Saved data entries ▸
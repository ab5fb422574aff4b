//! Merge run orchestration.
//!
//! Wires the grouper, classifier, auto-merge engine, and arbiter into one
//! run over an ingest snapshot. Everything here operates on pass-by-value
//! data; the live edit stream is never touched after the snapshot is
//! taken. Per-file failures accumulate in the output — only structural
//! failures (an unreadable snapshot, handled by the caller) abort a run.

use std::collections::BTreeMap;
use std::sync::Arc;

use crate::arbiter::{self, ArbiterOptions};
use crate::automerge;
use crate::classify;
use crate::edit::EditStreamEntry;
use crate::engine::ReasoningEngine;
use crate::error::Result;
use crate::group::{self, FileConflictContext};
use crate::outcome::{IntegratorInput, IntegratorOutput, UnresolvedFile};
use crate::progress::{CancelToken, NullSink, ProgressReporter, ProgressSink};

/// Run a merge over a snapshot without progress observation.
pub async fn run_merge_run<E>(
    snapshot: Vec<EditStreamEntry>,
    bases: &BTreeMap<String, String>,
    engine: Option<Arc<E>>,
    options: ArbiterOptions,
) -> IntegratorOutput
where
    E: ReasoningEngine + 'static,
{
    let mut sink = NullSink;
    run_merge_run_with_progress(
        snapshot,
        bases,
        engine,
        options,
        CancelToken::new(),
        &mut sink,
    )
    .await
}

/// Run a merge over a snapshot, surfacing stage events through `sink`.
///
/// Both entry points derive from the same state; the sink variant exists
/// for UI-observable runs.
pub async fn run_merge_run_with_progress<E>(
    snapshot: Vec<EditStreamEntry>,
    bases: &BTreeMap<String, String>,
    engine: Option<Arc<E>>,
    options: ArbiterOptions,
    cancel: CancelToken,
    sink: &mut dyn ProgressSink,
) -> IntegratorOutput
where
    E: ReasoningEngine + 'static,
{
    let mut reporter = ProgressReporter::new(sink);
    let groups = group::group_entries(snapshot, bases);
    reporter.analyzing(groups.len());

    let mut output = IntegratorOutput::new();
    let mut needs_arbitration: Vec<FileConflictContext> = Vec::new();

    for (file_path, context) in groups {
        if cancel.is_cancelled() {
            output.push_unresolved(cancelled(&context));
            reporter.merging(&file_path);
            continue;
        }

        if automerge::can_auto_merge(&context) {
            match automerge::auto_merge(&context) {
                Ok(merged) => {
                    tracing::debug!(file = %file_path, "auto-merged");
                    output.push_merged(merged);
                    reporter.merging(&file_path);
                }
                Err(err) => {
                    // Mechanical failure (malformed hunk): unresolved by
                    // mechanism, handed to arbitration rather than crashed.
                    tracing::warn!(file = %file_path, error = %err, "auto-merge failed");
                    needs_arbitration.push(context);
                }
            }
        } else {
            needs_arbitration.push(context);
        }
    }

    if !needs_arbitration.is_empty() {
        match engine {
            Some(engine) => {
                let arbitrated = arbiter::arbitrate(
                    IntegratorInput {
                        contexts: needs_arbitration,
                    },
                    engine,
                    options,
                    cancel,
                    |file_path| reporter.merging(file_path),
                )
                .await;
                output.extend(arbitrated);
            }
            None => {
                for context in needs_arbitration {
                    output.push_unresolved(UnresolvedFile {
                        file_path: context.file_path.clone(),
                        conflict_types: classify::classify_context(&context),
                        error: "conflicting edits require arbitration, but no reasoning \
                                engine is configured"
                            .to_string(),
                    });
                    reporter.merging(&context.file_path);
                }
            }
        }
    }

    reporter.validating();
    reporter.complete(&output);
    output
}

/// Synchronous wrapper for callers without a runtime.
pub fn run_merge_run_blocking<E>(
    snapshot: Vec<EditStreamEntry>,
    bases: &BTreeMap<String, String>,
    engine: Option<Arc<E>>,
    options: ArbiterOptions,
) -> Result<IntegratorOutput>
where
    E: ReasoningEngine + 'static,
{
    let runtime = tokio::runtime::Runtime::new()?;
    Ok(runtime.block_on(run_merge_run(snapshot, bases, engine, options)))
}

fn cancelled(context: &FileConflictContext) -> UnresolvedFile {
    UnresolvedFile {
        file_path: context.file_path.clone(),
        conflict_types: classify::classify_context(context),
        error: "merge run cancelled".to_string(),
    }
}
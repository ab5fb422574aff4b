//! Error types for ei
//!
//! Exit codes:
//! - 0: Success
//! - 2: User error (bad args, invalid entry, missing workspace)
//! - 3: Input invariant violation (malformed hunk, empty edit set)
//! - 4: Operation failed (io, lock contention, engine transport)

use std::path::PathBuf;
use thiserror::Error;

/// Exit codes for the ei CLI
pub mod exit_codes {
    pub const SUCCESS: i32 = 0;
    pub const USER_ERROR: i32 = 2;
    pub const INVARIANT_VIOLATION: i32 = 3;
    pub const OPERATION_FAILED: i32 = 4;
}

/// Main error type for ei operations
#[derive(Error, Debug)]
pub enum Error {
    // User errors (exit code 2)
    #[error("Not an ei workspace: {0} (run `ei init` first)")]
    NotInitialized(PathBuf),

    #[error("Invalid configuration: {0}")]
    InvalidConfig(String),

    #[error("Invalid argument: {0}")]
    InvalidArgument(String),

    #[error("Invalid edit entry: {0}")]
    InvalidEntry(String),

    // Input invariant violations (exit code 3)
    #[error("Hunk out of bounds in {path}: start line {start_line} removing {removed} lines exceeds document of {doc_lines} lines")]
    HunkOutOfBounds {
        path: String,
        start_line: usize,
        removed: usize,
        doc_lines: usize,
    },

    #[error("Empty edit set for {0}")]
    EmptyEditSet(String),

    // Operation failures (exit code 4)
    #[error("IO error: {0}")]
    Io(#[from] std::io::Error),

    #[error("JSON error: {0}")]
    Json(#[from] serde_json::Error),

    #[error("TOML parse error: {0}")]
    TomlParse(#[from] toml::de::Error),

    #[error("TOML serialize error: {0}")]
    TomlSerialize(#[from] toml::ser::Error),

    #[error("HTTP error: {0}")]
    Http(#[from] reqwest::Error),

    #[error("Lock acquisition failed: {0}")]
    LockFailed(PathBuf),

    #[error("Reasoning engine error: {0}")]
    Engine(String),

    #[error("Reasoning engine call timed out after {0}s")]
    EngineTimeout(u64),

    #[error("Arbitration response rejected: {0}")]
    ArbitrationParse(String),

    #[error("Operation failed: {0}")]
    OperationFailed(String),
}

impl Error {
    /// Get the exit code for this error
    pub fn exit_code(&self) -> i32 {
        match self {
            // User errors
            Error::NotInitialized(_)
            | Error::InvalidConfig(_)
            | Error::InvalidArgument(_)
            | Error::InvalidEntry(_) => exit_codes::USER_ERROR,

            // Invariant violations
            Error::HunkOutOfBounds { .. } | Error::EmptyEditSet(_) => {
                exit_codes::INVARIANT_VIOLATION
            }

            // Operation failures
            Error::Io(_)
            | Error::Json(_)
            | Error::TomlParse(_)
            | Error::TomlSerialize(_)
            | Error::Http(_)
            | Error::LockFailed(_)
            | Error::Engine(_)
            | Error::EngineTimeout(_)
            | Error::ArbitrationParse(_)
            | Error::OperationFailed(_) => exit_codes::OPERATION_FAILED,
        }
    }
}

/// Result type alias for ei operations
pub type Result<T> = std::result::Result<T, Error>;

/// Wrapper for displaying errors in JSON format
#[derive(serde::Serialize)]
pub struct JsonError {
    pub error: String,
    pub code: i32,
    #[serde(skip_serializing_if = "Option::is_none")]
    pub details: Option<serde_json::Value>,
}

impl From<&Error> for JsonError {
    fn from(err: &Error) -> Self {
        JsonError {
            error: err.to_string(),
            code: err.exit_code(),
            details: None,
        }
    }
}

Task to complete ▸
Retype every line up to and including the one that contains "use crate::classify;", beginning at the first line of the records, with no edits.

Answer section ▸
repository ab5fb422574aff4b
//! Merge run orchestration.
//!
//! Wires the grouper, classifier, auto-merge engine, and arbiter into one
//! run over an ingest snapshot. Everything here operates on pass-by-value
//! data; the live edit stream is never touched after the snapshot is
//! taken. Per-file failures accumulate in the output — only structural
//! failures (an unreadable snapshot, handled by the caller) abort a run.

use std::collections::BTreeMap;
use std::sync::Arc;

use crate::arbiter::{self, ArbiterOptions};
use crate::automerge;
use crate::classify;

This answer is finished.